Pink indicates higher phosphorylation in tumor samples, while green indicates higher phosphorylation in normal tissue samples. Yellow nodes were observed to be phosphorylated, however did not change significantly in the two types. Gray nodes were not observed in the analysis. A red arrow (or edge) relates a kinase to its target, green edges indicate a phosphatase and its target. Blue edges indicate activation, which may not be direct. Finally, a diamond shape on the end of an edge indicates phosphorylation, while a circle indicates an inhibition of phosphorylation. Arrowheads indicate activation, which may be indirect.

https://doi.org/10.1371/journal.pone.0007994.g001

Phosphorylation Analysis of Different Tumor Subtypes

The histopathological distinction of AD and SCC can be challenging [28], but with different treatment options available [29], an important one. We analyzed phosphorylation level differences between AD and SCC tissues at the levels of individual sites, pathways and protein-sets.

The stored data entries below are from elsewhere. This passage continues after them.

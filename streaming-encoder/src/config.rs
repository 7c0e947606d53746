//! Flat environment-variable configuration for the encoder binary (§6).

use streaming_common::env::{flag_is_yes, optional, optional_parsed, required};
use streaming_common::LogFormat;
use streaming_storage::http::HttpAuth;

/// Backend-specific settings for the storage factory (`storage_factory`).
/// Kept as a plain enum rather than an already-built `Arc<dyn Storage>` so
/// tests can inspect which backend was selected without touching the
/// filesystem or network.
pub enum StorageBackend {
    Filesystem { path: String },
    Http { url: String, auth: HttpAuth },
    S3 { bucket: String, region: Option<String>, endpoint: Option<String>, access_key_id: String, secret_access_key: String },
    Azure { account: String, container: String, tenant_id: String, client_id: String, client_secret: String },
}

pub struct Config {
    /// Loopback HTTP sink the transcoder subprocesses PUT segments to.
    pub sink_bind_address: String,
    pub sink_port: u16,

    pub control_base_url: Option<String>,
    pub control_secret: Option<Vec<u8>>,

    pub external_ip: String,
    pub external_port: u16,
    pub external_ssl: bool,

    /// Negative means unbounded, matching the coordinator's encoder-capacity
    /// convention (`capacity < 0` ⇒ always available).
    pub server_capacity: i64,

    pub hls_time_seconds: u32,
    pub hls_live_playlist_size: usize,
    pub hls_vod_max_size: usize,
    pub hls_fragment_count_limit: u64,

    pub storage: StorageBackend,

    pub cdn_enabled: bool,
    pub cdn_urls: Vec<String>,
    pub cdn_push_secret: Option<Vec<u8>>,

    pub log_format: LogFormat,
    pub log_level: String,
}

impl Config {
    pub fn from_env() -> anyhow::Result<Config> {
        Ok(Config {
            sink_bind_address: optional("BIND_ADDRESS", "0.0.0.0"),
            sink_port: optional_parsed("HTTP_PORT", 8090),

            control_base_url: std::env::var("CONTROL_BASE_URL").ok(),
            control_secret: std::env::var("CONTROL_SECRET").ok().map(|s| s.into_bytes()),

            external_ip: optional("EXTERNAL_IP", ""),
            external_port: optional_parsed("EXTERNAL_PORT", 0),
            external_ssl: flag_is_yes("EXTERNAL_SSL"),

            server_capacity: std::env::var("SERVER_CAPACITY").ok().and_then(|v| v.parse().ok()).unwrap_or(-1),

            hls_time_seconds: optional_parsed("HLS_TIME_SECONDS", 6),
            hls_live_playlist_size: optional_parsed("HLS_LIVE_PLAYLIST_SIZE", 5),
            hls_vod_max_size: optional_parsed("HLS_VOD_MAX_SIZE", 60),
            hls_fragment_count_limit: optional_parsed("HLS_FRAGMENT_COUNT_LIMIT", 1_000_000),

            storage: storage_backend_from_env()?,

            cdn_enabled: flag_is_yes("HLS_WS_CDN_ENABLED"),
            cdn_urls: optional("HLS_WS_CDN_URL", "").split_whitespace().map(str::to_string).collect(),
            cdn_push_secret: std::env::var("HLS_WS_CDN_PUSH_SECRET").ok().map(|s| s.into_bytes()),

            log_format: LogFormat::from_env_str(&optional("LOG_FORMAT", "pretty")),
            log_level: optional("LOG_LEVEL", "info"),
        })
    }
}

fn storage_backend_from_env() -> anyhow::Result<StorageBackend> {
    let kind = optional("HLS_STORAGE_TYPE", "FILESYSTEM").to_ascii_uppercase();
    match kind.as_str() {
        "FILESYSTEM" => Ok(StorageBackend::Filesystem { path: optional("HLS_FILESYSTEM_PATH", "./hls") }),
        "HTTP" | "HTTPS" => Ok(StorageBackend::Http {
            url: required("HLS_STORAGE_HTTP_URL")?,
            auth: storage_http_auth_from_env(),
        }),
        "S3" => Ok(StorageBackend::S3 {
            bucket: required("AWS_S3_BUCKET")?,
            region: std::env::var("AWS_REGION").ok(),
            endpoint: std::env::var("AWS_S3_ENDPOINT").ok(),
            access_key_id: required("AWS_ACCESS_KEY_ID")?,
            secret_access_key: required("AWS_SECRET_ACCESS_KEY")?,
        }),
        "AZURE" => Ok(StorageBackend::Azure {
            account: required("AZURE_STORAGE_ACCOUNT")?,
            container: required("AZURE_STORAGE_CONTAINER")?,
            tenant_id: required("AZURE_TENANT_ID")?,
            client_id: required("AZURE_CLIENT_ID")?,
            client_secret: required("AZURE_CLIENT_SECRET")?,
        }),
        other => anyhow::bail!("unrecognized HLS_STORAGE_TYPE {other:?}"),
    }
}

/// `HLS_STORAGE_HTTP_AUTH` selects BASIC/BEARER/CUSTOM; unlike the generic
/// `{PREFIX}_AUTH_USER`/`{PREFIX}_PASSWORD` convention used for the commands
/// API and event callback, this surface's variable names are flat
/// (`HLS_STORAGE_HTTP_USER`/`HLS_STORAGE_HTTP_PASSWORD`/`HLS_STORAGE_HTTP_TOKEN`),
/// matching §6 exactly.
fn storage_http_auth_from_env() -> HttpAuth {
    match std::env::var("HLS_STORAGE_HTTP_AUTH").ok().map(|v| v.to_ascii_uppercase()) {
        Some(mode) if mode == "BASIC" => HttpAuth::Basic {
            username: optional("HLS_STORAGE_HTTP_USER", ""),
            password: optional("HLS_STORAGE_HTTP_PASSWORD", ""),
        },
        Some(mode) if mode == "BEARER" => HttpAuth::Bearer { token: optional("HLS_STORAGE_HTTP_TOKEN", "") },
        Some(mode) if mode == "CUSTOM" => HttpAuth::Custom { header_value: optional("HLS_STORAGE_HTTP_AUTH_CUSTOM", "") },
        _ => HttpAuth::None,
    }
}

#[cfg(test)]
mod tests {
    use super::*;

    #[test]
    fn storage_http_auth_defaults_to_none() {
        assert!(matches!(storage_http_auth_from_env(), HttpAuth::None));
    }
}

To our surprise, there are no individual sites that are statistically differentially phosphorylated in the two tumor subtypes in the current dataset. Similarly, employing the metaprotein analysis described above, we observe no significantly differentially phosphorylated pathways or protein-sets (Supplementary Table S8). The previously discussed gene models for tumor subtype classification were evaluated, with results summarized in Supplementary Table S9. The only classifier that performs reasonably well, with AUC  = 0.78, is based on EGFR features selected manually with emphasis on sites observed frequently (without consideration of cancer subtype). Assuming that all samples were diagnosed correctly, these results suggest that the differences of phosphorylation measurements between AD and SCC are small and hard to detect with pure statistical or machine learning methods. We expect that a more quantitative analysis using relative peak areas, as opposed to spectral counts, would likely perform better for this task.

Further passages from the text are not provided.